[YOUR OBJECTIVE]: Where the records hold the string "const", show the whole line it sits on.

[EXTRACTED MATERIAL]:

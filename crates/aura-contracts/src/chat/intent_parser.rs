use std::collections::BTreeMap;

use serde_json::Value;

use super::command_registry::{
    CommandSpec, FREE_TEXT_COMMANDS, NO_ARG_COMMANDS, SINGLE_ARG_COMMANDS,
};

/// Substrings that mark a chat line as a request for a new scene
/// ("generate", "scene", "create", "write one").
pub const SCENE_TRIGGER_PHRASES: &[&str] = &["生成", "场景", "创建", "写一个"];

#[derive(Debug, Clone, PartialEq)]
pub struct Intent {
    pub action: String,
    pub raw: String,
    pub prompt: Option<String>,
    pub requests_scene: bool,
    pub command_args: BTreeMap<String, Value>,
}

impl Intent {
    fn new(action: &str, raw: &str) -> Self {
        Self {
            action: action.to_string(),
            raw: raw.to_string(),
            prompt: None,
            requests_scene: false,
            command_args: BTreeMap::new(),
        }
    }
}

/// Plain substring containment; no language model is involved.
pub fn mentions_scene_request(text: &str) -> bool {
    SCENE_TRIGGER_PHRASES
        .iter()
        .any(|phrase| text.contains(phrase))
}

fn find_action(command: &str, specs: &[CommandSpec]) -> Option<&'static str> {
    specs
        .iter()
        .find(|spec| spec.command == command)
        .map(|spec| spec.action)
}

pub fn parse_intent(text: &str) -> Intent {
    let raw_trimmed = text.trim();
    if raw_trimmed.is_empty() {
        return Intent::new("noop", text);
    }

    if let Some(slash_tail) = raw_trimmed.strip_prefix('/') {
        let command_len = slash_tail
            .chars()
            .take_while(|ch| ch.is_ascii_alphanumeric() || *ch == '_')
            .count();
        if command_len > 0 {
            let command = slash_tail[..command_len].to_ascii_lowercase();
            let arg = slash_tail[command_len..].trim();

            if let Some(action) = find_action(&command, FREE_TEXT_COMMANDS) {
                let mut intent = Intent::new(action, text);
                intent.command_args.insert(
                    "hint".to_string(),
                    if arg.is_empty() {
                        Value::Null
                    } else {
                        Value::String(arg.to_string())
                    },
                );
                return intent;
            }

            if let Some((spec, key)) = SINGLE_ARG_COMMANDS
                .iter()
                .find(|(spec, _)| spec.command == command)
            {
                let mut intent = Intent::new(spec.action, text);
                intent
                    .command_args
                    .insert((*key).to_string(), Value::String(arg.to_string()));
                return intent;
            }

            if let Some(action) = find_action(&command, NO_ARG_COMMANDS) {
                return Intent::new(action, text);
            }

            let mut intent = Intent::new("unknown", text);
            intent
                .command_args
                .insert("command".to_string(), Value::String(command));
            intent
                .command_args
                .insert("arg".to_string(), Value::String(arg.to_string()));
            return intent;
        }
    }

    // Chat text travels untrimmed; only the trigger check looks at it.
    let mut intent = Intent::new("chat", text);
    intent.prompt = Some(text.to_string());
    intent.requests_scene = mentions_scene_request(text);
    intent
}

#[cfg(test)]
mod tests {
    use serde_json::json;

    use super::{mentions_scene_request, parse_intent};

    #[test]
    fn blank_input_is_noop() {
        assert_eq!(parse_intent("").action, "noop");
        assert_eq!(parse_intent("   \t ").action, "noop");
    }

    #[test]
    fn trigger_phrases_mark_scene_requests() {
        assert!(mentions_scene_request("创建一个场景"));
        assert!(mentions_scene_request("帮我生成点什么"));
        assert!(mentions_scene_request("写一个关于海的故事"));
        assert!(!mentions_scene_request("你好，Aura"));
        assert!(!mentions_scene_request("generate a scene"));
    }

    #[test]
    fn chat_keeps_raw_text() {
        let intent = parse_intent("  创建一个场景 ");
        assert_eq!(intent.action, "chat");
        assert!(intent.requests_scene);
        assert_eq!(intent.prompt.as_deref(), Some("  创建一个场景 "));

        let plain = parse_intent("今天的灵感是什么？");
        assert_eq!(plain.action, "chat");
        assert!(!plain.requests_scene);
    }

    #[test]
    fn scene_command_with_and_without_hint() {
        let with_hint = parse_intent("/scene 灯塔守望者的最后一夜");
        assert_eq!(with_hint.action, "add_scene");
        assert_eq!(with_hint.command_args["hint"], json!("灯塔守望者的最后一夜"));
        assert!(!with_hint.requests_scene);

        let bare = parse_intent("/SCENE");
        assert_eq!(bare.action, "add_scene");
        assert_eq!(bare.command_args["hint"], json!(null));
    }

    #[test]
    fn single_arg_commands() {
        let select = parse_intent("/select 2");
        assert_eq!(select.action, "select_scene");
        assert_eq!(select.command_args["target"], json!("2"));

        let view = parse_intent("/view  editor ");
        assert_eq!(view.action, "set_view");
        assert_eq!(view.command_args["view"], json!("editor"));

        let export = parse_intent("/export");
        assert_eq!(export.action, "export");
        assert_eq!(export.command_args["path"], json!(""));
    }

    #[test]
    fn no_arg_commands_and_aliases() {
        assert_eq!(parse_intent("/scenes").action, "list_scenes");
        assert_eq!(parse_intent("/board").action, "list_scenes");
        assert_eq!(parse_intent("/history").action, "show_transcript");
        assert_eq!(parse_intent("/help").action, "help");
        assert_eq!(parse_intent("/exit").action, "quit");
    }

    #[test]
    fn unknown_command_keeps_name_and_arg() {
        let intent = parse_intent("/magic foo bar");
        assert_eq!(intent.action, "unknown");
        assert_eq!(intent.command_args["command"], json!("magic"));
        assert_eq!(intent.command_args["arg"], json!("foo bar"));
    }

    #[test]
    fn lone_slash_is_chat() {
        let intent = parse_intent("/ 场景");
        assert_eq!(intent.action, "chat");
        assert!(intent.requests_scene);
    }
}
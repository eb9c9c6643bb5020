use std::io::Cursor;

use anyhow::{Context, Result};
use async_trait::async_trait;
use aura_contracts::storyboard::{ChatTurn, Role};
use base64::engine::general_purpose::STANDARD as BASE64;
use base64::Engine as _;
use image::{DynamicImage, ImageFormat, Rgb, RgbImage};
use serde_json::json;
use sha2::{Digest, Sha256};

use super::{truncate_text, AiGateway};

const DRYRUN_IMAGE_WIDTH: u32 = 64;
const DRYRUN_IMAGE_HEIGHT: u32 = 36;

const SETTINGS: &[&str] = &["空旷的黑匣子剧场", "雨夜的旧码头", "烛光摇曳的阁楼", "黎明前的城墙"];

/// Offline gateway: deterministic content derived from the prompt text.
#[derive(Debug, Default)]
pub struct DryrunGateway;

impl DryrunGateway {
    pub fn new() -> Self {
        Self
    }
}

#[async_trait]
impl AiGateway for DryrunGateway {
    fn name(&self) -> &str {
        "dryrun"
    }

    async fn generate_structured_scene(&self, prompt_hint: &str) -> Result<String> {
        let digest = digest(prompt_hint);
        let setting = SETTINGS[digest[0] as usize % SETTINGS.len()];
        let hint = truncate_text(prompt_hint.trim(), 24);
        let payload = json!({
            "title": format!("{setting}·{hint}"),
            "description": format!("{setting}，一束追光落在舞台中央，{hint}。"),
            "dialogue": format!("甲：你听见了吗？\n乙：{hint}，一切都从今晚开始。"),
        });
        Ok(payload.to_string())
    }

    async fn generate_image(&self, prompt: &str) -> Result<Option<String>> {
        let bytes = solid_png(prompt)?;
        Ok(Some(format!(
            "data:image/png;base64,{}",
            BASE64.encode(bytes)
        )))
    }

    async fn converse(&self, history: &[ChatTurn], message: &str) -> Result<String> {
        let turn = history
            .iter()
            .filter(|entry| entry.role == Role::User)
            .count()
            + 1;
        Ok(format!(
            "（离线模式）第 {turn} 轮：我收到了「{}」。",
            truncate_text(message.trim(), 40)
        ))
    }
}

fn digest(text: &str) -> [u8; 32] {
    let mut hasher = Sha256::new();
    hasher.update(text.as_bytes());
    hasher.finalize().into()
}

fn solid_png(prompt: &str) -> Result<Vec<u8>> {
    let digest = digest(prompt);
    let image = RgbImage::from_pixel(
        DRYRUN_IMAGE_WIDTH,
        DRYRUN_IMAGE_HEIGHT,
        Rgb([digest[0], digest[1], digest[2]]),
    );
    let mut buffer = Cursor::new(Vec::new());
    DynamicImage::ImageRgb8(image)
        .write_to(&mut buffer, ImageFormat::Png)
        .context("failed to encode dryrun image")?;
    Ok(buffer.into_inner())
}
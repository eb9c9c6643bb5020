use std::path::{Path, PathBuf};

use anyhow::{Context, Result};
use aura_contracts::events::{now_utc_iso, EventLog, StudioEvent};
use aura_contracts::session::export::{export_storyboard, StoryboardExport};
use aura_contracts::session::summary::{write_summary, SessionSummary};
use aura_contracts::storyboard::Scene;
use chrono::Utc;
use serde_json::{Map, Value};

use crate::studio::StudioStats;

/// On-disk artifacts of one studio session: the event log, the closing
/// summary and storyboard exports.
#[derive(Debug)]
pub struct StudioSession {
    out_dir: PathBuf,
    session_id: String,
    events: EventLog,
    summary_path: PathBuf,
    started_at: String,
}

impl StudioSession {
    pub fn open(out_dir: impl Into<PathBuf>, events_path: Option<PathBuf>) -> Result<Self> {
        let out_dir = out_dir.into();
        std::fs::create_dir_all(&out_dir)
            .with_context(|| format!("failed to create session dir {}", out_dir.display()))?;
        let session_id = Utc::now().format("session-%Y%m%dT%H%M%S").to_string();
        let events_path = events_path.unwrap_or_else(|| out_dir.join("events.jsonl"));
        let events = EventLog::open(events_path, session_id.clone())?;
        let summary_path = out_dir.join("summary.json");
        let started_at = now_utc_iso();

        events.record(&StudioEvent::SessionStarted {
            out_dir: out_dir.to_string_lossy().to_string(),
        })?;

        Ok(Self {
            out_dir,
            session_id,
            events,
            summary_path,
            started_at,
        })
    }

    pub fn session_id(&self) -> &str {
        &self.session_id
    }

    /// Shared handle on the session's open event log.
    pub fn events(&self) -> &EventLog {
        &self.events
    }

    /// Writes `storyboard.md` and scene images into `dir`, or the session
    /// directory when `dir` is `None`.
    pub fn export(&self, dir: Option<&Path>, scenes: &[Scene]) -> Result<StoryboardExport> {
        let target = dir.unwrap_or(&self.out_dir);
        let export = export_storyboard(target, scenes)?;
        self.events.record(&StudioEvent::StoryboardExported {
            document: export.document.to_string_lossy().to_string(),
            images: export.images.len(),
        })?;
        Ok(export)
    }

    pub fn finish(&self, stats: StudioStats, gateway: &str) -> Result<PathBuf> {
        let summary = SessionSummary {
            session_id: self.session_id.clone(),
            started_at: self.started_at.clone(),
            finished_at: now_utc_iso(),
            total_messages: stats.messages,
            total_scenes: stats.scenes,
            failed_scenes: stats.failed_scenes,
        };
        let mut extra = Map::new();
        extra.insert("gateway".to_string(), Value::String(gateway.to_string()));
        write_summary(&self.summary_path, &summary, Some(&extra))?;
        self.events.record(&StudioEvent::SessionFinished {
            summary_path: self.summary_path.to_string_lossy().to_string(),
        })?;
        Ok(self.summary_path.clone())
    }
}
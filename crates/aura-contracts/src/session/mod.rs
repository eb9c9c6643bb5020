pub mod export;
pub mod summary;
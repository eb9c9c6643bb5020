pub mod chat;
pub mod events;
pub mod models;
pub mod notices;
pub mod session;
pub mod storyboard;
//! Root controller: sole owner of the scene and message collections.
//!
//! State lives in a [`watch`] channel. Every mutation replaces whole
//! collections inside one `send_modify`, so a subscriber sees either the state
//! before an update or after it, never a half-applied one. Busy flags are
//! counters of in-flight requests and only gate UI controls; nothing here
//! locks, queues or cancels a request.

use std::sync::atomic::{AtomicU64, Ordering};
use std::sync::Arc;

use aura_contracts::chat::mentions_scene_request;
use aura_contracts::events::{EventLog, StudioEvent};
use aura_contracts::notices::{
    CHAT_ERROR_NOTICE, DEFAULT_SCENE_HINT, EMPTY_REPLY_FALLBACK, SCENE_ERROR_NOTICE,
};
use aura_contracts::storyboard::{
    ChatTurn, Message, MessageId, MessageKind, Role, Scene, SceneDraft, SceneId, WorkspaceView,
};
use tokio::sync::watch;
use tokio::task::JoinHandle;
use tracing::{debug, info, warn};

use crate::gateway::{error_chain_text, AiGateway, FailureKind};

const ERROR_DETAIL_MAX_CHARS: usize = 512;

/// Read-only copy of controller state handed to views.
#[derive(Debug, Clone, Default, PartialEq)]
pub struct StudioSnapshot {
    pub scenes: Vec<Scene>,
    pub messages: Vec<Message>,
    pub view: WorkspaceView,
    assistant_jobs: usize,
    scene_jobs: usize,
}

impl StudioSnapshot {
    pub fn assistant_busy(&self) -> bool {
        self.assistant_jobs > 0
    }

    pub fn scene_busy(&self) -> bool {
        self.scene_jobs > 0
    }

    pub fn scene(&self, id: &SceneId) -> Option<&Scene> {
        self.scenes.iter().find(|scene| &scene.id == id)
    }

    fn jobs_mut(&mut self, flag: BusyFlag) -> &mut usize {
        match flag {
            BusyFlag::Assistant => &mut self.assistant_jobs,
            BusyFlag::Scene => &mut self.scene_jobs,
        }
    }
}

#[derive(Debug, Clone, Copy, PartialEq, Eq)]
enum BusyFlag {
    Assistant,
    Scene,
}

/// Actions the views ask the controller to perform.
#[derive(Debug, Clone, PartialEq, Eq)]
pub enum StudioCommand {
    SendMessage(String),
    AddScene { hint: Option<String> },
    SelectScene(SceneId),
    SetView(WorkspaceView),
}

#[derive(Debug)]
pub enum SceneOutcome {
    Ready(Scene),
    Failed { scene_id: SceneId, kind: FailureKind },
}

#[derive(Debug)]
pub enum ChatOutcome {
    /// Empty or whitespace-only input; nothing happened.
    Ignored,
    Replied {
        message_id: MessageId,
        used_fallback: bool,
        scene_task: Option<JoinHandle<SceneOutcome>>,
    },
    Failed(FailureKind),
}

/// Result of [`Studio::dispatch`]; long-running commands come back as tasks.
#[derive(Debug)]
pub enum Dispatch {
    Chat(JoinHandle<ChatOutcome>),
    Scene(JoinHandle<SceneOutcome>),
    Selected(Option<Scene>),
    ViewChanged(WorkspaceView),
}

#[derive(Debug, Clone, Copy, PartialEq, Eq)]
pub struct StudioStats {
    pub messages: u64,
    pub scenes: u64,
    pub failed_scenes: u64,
}

#[derive(Clone)]
pub struct Studio {
    inner: Arc<StudioInner>,
}
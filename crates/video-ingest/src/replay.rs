//! Replays still images from disk as if they came from a camera.
//!
//! Used for bench runs without a camera and for one-shot inspections of a
//! saved picture.

use std::{
    fs,
    path::{Path, PathBuf},
};

use anyhow::anyhow;

use crate::{
    FrameSource,
    types::{CaptureError, Frame},
};

const IMAGE_EXTENSIONS: [&str; 4] = ["jpg", "jpeg", "png", "bmp"];

/// Cycles through image files in name order, forever.
pub struct ImageReplaySource {
    label: String,
    files: Vec<PathBuf>,
    next: usize,
}

impl ImageReplaySource {
    /// Open a directory of images, or a single image file.
    pub fn open(path: &Path) -> Result<Self, CaptureError> {
        let label = path.display().to_string();
        let files = if path.is_dir() {
            let mut files = fs::read_dir(path)
                .map_err(|_| CaptureError::Open {
                    uri: label.clone(),
                })?
                .filter_map(|entry| entry.ok().map(|entry| entry.path()))
                .filter(|path| is_image_path(path))
                .collect::<Vec<_>>();
            files.sort();
            files
        } else if path.is_file() {
            vec![path.to_path_buf()]
        } else {
            Vec::new()
        };

        if files.is_empty() {
            return Err(CaptureError::Open { uri: label });
        }
        Ok(Self {
            label,
            files,
            next: 0,
        })
    }

    pub fn len(&self) -> usize {
        self.files.len()
    }

    pub fn is_empty(&self) -> bool {
        self.files.is_empty()
    }
}

impl FrameSource for ImageReplaySource {
    fn capture(&mut self) -> Result<Frame, CaptureError> {
        let path = &self.files[self.next % self.files.len()];
        self.next = self.next.wrapping_add(1);
        let image = image::open(path)
            .map_err(|err| CaptureError::Other(anyhow!("{}: {err}", path.display())))?;
        Frame::from_rgb_image(image.to_rgb8())
    }

    fn describe(&self) -> String {
        format!("replay {} ({} image(s))", self.label, self.files.len())
    }
}

pub(crate) fn is_image_path(path: &Path) -> bool {
    path.extension()
        .and_then(|ext| ext.to_str())
        .map(|ext| {
            IMAGE_EXTENSIONS
                .iter()
                .any(|known| ext.eq_ignore_ascii_case(known))
        })
        .unwrap_or(false)
}
impl TryFrom<InspectionCliArgs> for InspectionConfig {
    type Error = anyhow::Error;

    fn try_from(args: InspectionCliArgs) -> Result<Self> {
        let capture = CaptureSettings::try_from(args.source)?;
        let detector = DetectorSettings::try_from(args.detector)?;
        let composition = ExpectedComposition::try_from(args.composition)?;
        let conveyor = ConveyorSettings::try_from(args.conveyor)?;
        let servo = args.servo.into_settings(conveyor.dry_run)?;
        let output = OutputSettings::try_from(args.output)?;

        if args.runtime.poll_interval_ms == 0 {
            bail!("--poll-interval-ms must be at least 1");
        }
        if args.runtime.queue_capacity == Some(0) {
            bail!("--queue-capacity must be at least 1");
        }
        let poll_interval = Duration::from_millis(args.runtime.poll_interval_ms);

        // A dispatch tick legitimately lasts a poll interval plus one full request.
        let minimum_stale = poll_interval + detector.remote.timeout + Duration::from_secs(2);
        let stale_after = match args.runtime.watchdog_stale_ms {
            Some(ms) if Duration::from_millis(ms) < minimum_stale => bail!(
                "--watchdog-stale-ms must be at least {} (poll interval + request timeout + 2s)",
                minimum_stale.as_millis()
            ),
            Some(ms) => Duration::from_millis(ms),
            None => minimum_stale.max(capture.retry_delay * 4),
        };

        Ok(Self {
            capture,
            detector,
            composition,
            controller: ControllerOptions {
                policy: args.policy.on_defect,
                reject_direction: args.policy.reject_direction,
                keep_alive: args.policy.keep_alive,
            },
            dispatch: DispatchSettings {
                poll_interval,
                queue_capacity: args.runtime.queue_capacity,
            },
            watchdog: WatchdogSettings {
                poll_interval: Duration::from_millis(500),
                stale_after,
                startup_grace: Duration::from_secs(5),
            },
            conveyor,
            servo,
            output,
            removal_retry_delay: Duration::from_millis(args.policy.removal_retry_ms),
        })
    }
}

[PROBLEM SOLUTION]:
pub const SCENE_TRIGGER_PHRASES: &[&str] = &["生成", "场景", "创建", "写一个"];
const DRYRUN_IMAGE_WIDTH: u32 = 64;
const DRYRUN_IMAGE_HEIGHT: u32 = 36;
const SETTINGS: &[&str] = &["空旷的黑匣子剧场", "雨夜的旧码头", "烛光摇曳的阁楼", "黎明前的城墙"];
const ERROR_DETAIL_MAX_CHARS: usize = 512;
const IMAGE_EXTENSIONS: [&str; 4] = ["jpg", "jpeg", "png", "bmp"];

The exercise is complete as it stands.